[TASK REQUIREMENTS] Return, from the data below, each line that contains the word "number".

□ □ □ □ □ □ □

//! End-to-end compilation of a single function
//!
//! Ties the stages together: alias analysis, reactivity inference, scope
//! construction, tree building, the lowering suite, and finally cache slot
//! assignment for the emitter.

use crate::analysis::{analyze_aliases, build_reactive_scopes, infer_reactive_places};
use crate::env::Environment;
use crate::error::CompileResult;
use crate::hir::{compute_dominators, HirFunction, IdentifierId, ScopeId};
use crate::reactive::tree::{ReactiveFunction, ReactiveScopeBlock};
use crate::reactive::visit::{visit_function, ReactiveVisitor};
use crate::reactive::{build_reactive_function, lower_function, validate_tree};
use rustc_hash::FxHashMap;

/// Contiguous block of cache slots reserved for one scope
#[derive(Debug, Clone, Copy, PartialEq, Eq)]
pub struct CacheSlotRange {
    pub start: usize,
    pub len: usize,
}

/// Slot assignment for every surviving scope
#[derive(Debug, Clone, Default)]
pub struct CacheAllocation {
    pub slots: FxHashMap<ScopeId, CacheSlotRange>,
    pub total: usize,
}

/// Final result of compiling one function
#[derive(Debug)]
pub struct LoweredFunction {
    pub function: ReactiveFunction,
    pub names: FxHashMap<IdentifierId, String>,
    pub cache: CacheAllocation,
}

pub fn compile_function(
    mut func: HirFunction,
    env: &Environment,
) -> CompileResult<LoweredFunction> {
    let mut aliases = analyze_aliases(&func);
    let doms = compute_dominators(&func);
    infer_reactive_places(&mut func, &mut aliases, &doms, env)?;

    let scopes = build_reactive_scopes(&mut func);
    let mut tree = build_reactive_function(&func, scopes)?;
    validate_tree(&tree)?;

    let names = lower_function(&mut tree)?;
    let cache = assign_cache_slots(&tree);
    Ok(LoweredFunction {
        function: tree,
        names,
        cache,
    })
}

/// One slot per dependency to compare against, plus one per output to
/// store, in tree order
fn assign_cache_slots(func: &ReactiveFunction) -> CacheAllocation {
    struct Assign {
        cache: CacheAllocation,
    }
    impl ReactiveVisitor for Assign {
        fn enter_scope(&mut self, block: &ReactiveScopeBlock, pruned: bool) {
            if pruned {
                return;
            }
            let len = block.scope.dependencies.len()
                + block.scope.declarations.len()
                + block.scope.reassignments.len();
            self.cache.slots.insert(
                block.scope.id,
                CacheSlotRange {
                    start: self.cache.total,
                    len,
                },
            );
            self.cache.total += len;
        }
    }

    let mut assign = Assign {
        cache: CacheAllocation::default(),
    };
    visit_function(&mut assign, func);
    assign.cache
}
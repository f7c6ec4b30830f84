//! Prune scopes whose dependencies change on every invocation
//!
//! An array/object/new/markup constructor evaluated outside any active
//! scope produces a fresh value each time the function runs. A scope that
//! depends on such a value would miss its cache on every invocation, so the
//! comparison is pure overhead; the scope is converted to a pruned scope.
//! Converting a scope can itself expose new unmemoized values (its own
//! constructors are no longer cached), so the pass iterates to fixpoint,
//! bounded by the scope count.

use crate::hir::{IdentifierId, Instruction, InstructionValue};
use crate::reactive::tree::{ReactiveFunction, ReactiveScopeBlock, ReactiveStatement};
use crate::reactive::visit::{
    transform_function, visit_function, ReactiveTransform, ReactiveVisitor, Transformed,
};
use rustc_hash::FxHashSet;

pub fn prune_always_invalidating_scopes(func: &mut ReactiveFunction) {
    loop {
        let unmemoized = collect_unmemoized(func);
        let mut pass = Prune {
            unmemoized,
            converted: false,
        };
        transform_function(&mut pass, func);
        if !pass.converted {
            break;
        }
    }
}

/// Values that are freshly allocated each invocation and not captured by
/// any active scope, closed over load/store aliasing edges
fn collect_unmemoized(func: &ReactiveFunction) -> FxHashSet<IdentifierId> {
    struct Collect {
        depth: usize,
        unmemoized: FxHashSet<IdentifierId>,
        edges: Vec<(IdentifierId, IdentifierId)>,
    }
    impl ReactiveVisitor for Collect {
        fn enter_scope(&mut self, _block: &ReactiveScopeBlock, pruned: bool) {
            if !pruned {
                self.depth += 1;
            }
        }

        fn exit_scope(&mut self, _block: &ReactiveScopeBlock, pruned: bool) {
            if !pruned {
                self.depth -= 1;
            }
        }

        fn visit_instruction(&mut self, instruction: &Instruction) {
            if self.depth == 0 && instruction.value.allocates() {
                for lvalue in instruction.lvalues() {
                    self.unmemoized.insert(lvalue.identifier);
                }
            }
            let source = match &instruction.value {
                InstructionValue::LoadLocal { place } => Some(place.identifier),
                InstructionValue::StoreLocal { value, .. } => Some(value.identifier),
                _ => None,
            };
            if let Some(source) = source {
                for lvalue in instruction.lvalues() {
                    self.edges.push((source, lvalue.identifier));
                }
            }
        }
    }

    let mut collect = Collect {
        depth: 0,
        unmemoized: FxHashSet::default(),
        edges: Vec::new(),
    };
    visit_function(&mut collect, func);

    let mut unmemoized = collect.unmemoized;
    let mut changed = true;
    while changed {
        changed = false;
        for (source, target) in &collect.edges {
            if unmemoized.contains(source) && unmemoized.insert(*target) {
                changed = true;
            }
        }
    }
    unmemoized
}

struct Prune {
    unmemoized: FxHashSet<IdentifierId>,
    converted: bool,
}

impl ReactiveTransform for Prune {
    fn transform_scope(&mut self, block: &mut ReactiveScopeBlock, pruned: bool) -> Transformed {
        if pruned {
            return Transformed::Keep;
        }
        let always_invalidates = block
            .scope
            .dependencies
            .iter()
            .any(|dependency| self.unmemoized.contains(&dependency.identifier));
        if always_invalidates {
            self.converted = true;
            Transformed::Replace(ReactiveStatement::PrunedScope(block.clone()))
        } else {
            Transformed::Keep
        }
    }
}
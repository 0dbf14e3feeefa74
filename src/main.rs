use std::sync::Arc;

use chrono::NaiveDate;

use daybook::agenda::Agenda;
use daybook::config::DaybookConfig;
use daybook::core::reminder::{self, ReminderTracker};
use daybook::core::todo::display_order;
use daybook::core::{Recurrence, Todo};
use daybook::store::StorageBackend;

const USAGE: &str = "\
usage: daybook [--date YYYY-MM-DD] [--vault PATH] <command>

commands:
  list                       show the day's to-dos (default)
  add <text> [--at TIME] [--every 1d|2w|1m]
  done <n>                   toggle completion
  pin <n> | bookmark <n>     toggle a flag
  rm <n>                     delete
  edit <n> <text>            replace text, keeping reminder and repeat
  move <from> <to>           reorder
  bookmarks                  bookmarked to-dos across dates
  due                        reminders that fell within the last minute
  dates                      dates that have a file
  memo [text]                show or replace the global memo";

fn install_logger(config: &DaybookConfig) {
    // Journal logging (`journalctl --user -t daybook -f`).
    // Wrapper filters: daybook at info/debug (per config), everything else at warn.
    struct FilteredJournal {
        inner: systemd_journal_logger::JournalLog,
    }

    impl log::Log for FilteredJournal {
        fn enabled(&self, metadata: &log::Metadata) -> bool {
            if metadata.target().starts_with("daybook") {
                let max = if daybook::debug_logging() { log::LevelFilter::Debug } else { log::LevelFilter::Info };
                metadata.level() <= max
            } else {
                metadata.level() <= log::LevelFilter::Warn
            }
        }
        fn log(&self, record: &log::Record) {
            if self.enabled(record.metadata()) {
                self.inner.log(record);
            }
        }
        fn flush(&self) {
            self.inner.flush();
        }
    }

    daybook::set_debug_logging(config.debug_logging);

    let journal = match systemd_journal_logger::JournalLog::new() {
        Ok(journal) => journal.with_syslog_identifier("daybook".to_string()),
        Err(e) => {
            eprintln!("daybook: journal unavailable, logging disabled: {}", e);
            return;
        }
    };
    if log::set_boxed_logger(Box::new(FilteredJournal { inner: journal })).is_ok() {
        // Global max must be Debug so debug logs can pass through when toggled
        log::set_max_level(log::LevelFilter::Debug);
    }
}

/// Pull `--flag value` out of `args`.
fn take_option(args: &mut Vec<String>, flag: &str) -> Result<Option<String>, String> {
    let Some(pos) = args.iter().position(|a| a == flag) else {
        return Ok(None);
    };
    if pos + 1 >= args.len() {
        return Err(format!("{} needs a value", flag));
    }
    let value = args.remove(pos + 1);
    args.remove(pos);
    Ok(Some(value))
}

/// Resolve a 1-based number from the listing to a view position.
fn pick(agenda: &Agenda, arg: Option<&String>) -> Result<usize, String> {
    let n: usize = arg
        .ok_or("missing item number")?
        .parse()
        .map_err(|_| "item number must be a positive integer".to_string())?;
    let shown = display_order(agenda.todos());
    let todo = shown
        .get(n.wrapping_sub(1))
        .ok_or_else(|| format!("no item {}", n))?;
    agenda.position(todo.id).map_err(|e| e.to_string())
}

fn print_todo(agenda: &Agenda, n: usize, todo: &Todo) {
    let mut line = format!(
        "{:>3}. [{}] {}",
        n,
        if todo.completed { "x" } else { " " },
        todo.text
    );
    if todo.pinned {
        line.push_str(" (pinned)");
    }
    if todo.bookmarked {
        line.push_str(" (bookmarked)");
    }
    if agenda.is_carried(todo) {
        if let Some(origin) = todo.original_date {
            line.push_str(&format!(" (from {})", origin));
        }
    }
    if let Some(at) = todo.reminder {
        line.push_str(&format!(" (remind {})", reminder::format(at)));
    }
    if let Some(recurrence) = todo.recurrence {
        line.push_str(&format!(" (every {})", recurrence));
    }
    println!("{}", line);
}

fn print_list(agenda: &Agenda) {
    println!("TODO - {}", agenda.date());
    let shown = display_order(agenda.todos());
    if shown.is_empty() {
        println!("  nothing to do");
    }
    for (i, todo) in shown.into_iter().enumerate() {
        print_todo(agenda, i + 1, todo);
    }
}

async fn run(mut args: Vec<String>) -> Result<(), Box<dyn std::error::Error>> {
    let mut config = DaybookConfig::load()?;
    install_logger(&config);

    if let Some(vault) = take_option(&mut args, "--vault")? {
        config.vault_path = Some(vault.into());
    }
    let date = match take_option(&mut args, "--date")? {
        Some(s) => NaiveDate::parse_from_str(&s, "%Y-%m-%d")
            .map_err(|e| format!("bad --date {:?}: {}", s, e))?,
        None => chrono::Local::now().date_naive(),
    };

    config.ensure_folders()?;
    let storage: Arc<dyn StorageBackend> = Arc::new(config.storage());
    log::debug!("Using vault {}", config.vault_dir().display());

    let command = if args.is_empty() { "list".to_string() } else { args.remove(0) };
    match command.as_str() {
        "list" => {
            let agenda = Agenda::open_with_lookback(storage, date, config.lookback_days).await?;
            print_list(&agenda);
        }
        "add" => {
            let at = match take_option(&mut args, "--at")? {
                Some(s) => Some(reminder::parse(&s).ok_or(format!("bad --at {:?}", s))?),
                None => None,
            };
            let every = match take_option(&mut args, "--every")? {
                Some(s) => Some(Recurrence::parse(&s).ok_or(format!("bad --every {:?}", s))?),
                None => None,
            };
            let mut agenda = Agenda::open_with_lookback(storage, date, config.lookback_days).await?;
            let id = agenda.add_todo(&args.join(" "), at).await?;
            if every.is_some() {
                let text = agenda.get(id).map(|t| t.text.clone()).unwrap_or_default();
                agenda.update_todo(id, &text, at, every).await?;
            }
            print_list(&agenda);
        }
        "done" | "pin" | "bookmark" | "rm" | "edit" => {
            let mut agenda = Agenda::open_with_lookback(storage, date, config.lookback_days).await?;
            let index = pick(&agenda, args.first())?;
            let todo = agenda.todos()[index].clone();
            match command.as_str() {
                "done" => {
                    if let Some(next) = agenda.toggle_todo(todo.id).await? {
                        println!("next occurrence scheduled for {}", next);
                    }
                }
                "pin" => agenda.toggle_pin(todo.id).await?,
                "bookmark" => agenda.toggle_bookmark(todo.id).await?,
                "rm" => agenda.delete_todo(todo.id).await?,
                _ => {
                    let text = args[1..].join(" ");
                    agenda
                        .update_todo(todo.id, &text, todo.reminder, todo.recurrence)
                        .await?
                }
            }
            print_list(&agenda);
        }
        "move" => {
            let mut agenda = Agenda::open_with_lookback(storage, date, config.lookback_days).await?;
            let from = pick(&agenda, args.first())?;
            let to = pick(&agenda, args.get(1))?;
            agenda.reorder_todos(from, to).await?;
            print_list(&agenda);
        }
        "bookmarks" => {
            let agenda = Agenda::open_with_lookback(storage, date, config.lookback_days).await?;
            let marks = agenda.bookmarks().await?;
            if marks.is_empty() {
                println!("no bookmarks");
            }
            for (day, todos) in marks.iter().rev() {
                println!("{}", day);
                for todo in todos {
                    println!("  [{}] {}", if todo.completed { "x" } else { " " }, todo.text);
                }
            }
        }
        "due" => {
            let agenda = Agenda::open_with_lookback(storage, date, config.lookback_days).await?;
            let mut tracker = ReminderTracker::new();
            let now = chrono::Local::now().naive_local();
            for id in tracker.due(agenda.todos(), now) {
                if let Some(todo) = agenda.get(id) {
                    println!("reminder: {}", todo.text);
                }
            }
        }
        "dates" => {
            for day in storage.list_dates().await? {
                println!("{}", day);
            }
        }
        "memo" => {
            if args.is_empty() {
                println!("{}", storage.read_memo("global").await?.unwrap_or_default());
            } else {
                storage.write_memo("global", &args.join(" ")).await?;
            }
        }
        "help" | "--help" | "-h" => println!("{}", USAGE),
        other => return Err(format!("unknown command {:?}\n\n{}", other, USAGE).into()),
    }

    Ok(())
}

#[tokio::main]
async fn main() {
    let args: Vec<String> = std::env::args().skip(1).collect();
    if let Err(e) = run(args).await {
        log::error!("{}", e);
        eprintln!("daybook: {}", e);
        std::process::exit(1);
    }
}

□ □ □ □ □ □ □

[ANSWER TO THIS PROBLEM]
/// Resolve a 1-based number from the listing to a view position.
        .ok_or("missing item number")?
        .map_err(|_| "item number must be a positive integer".to_string())?;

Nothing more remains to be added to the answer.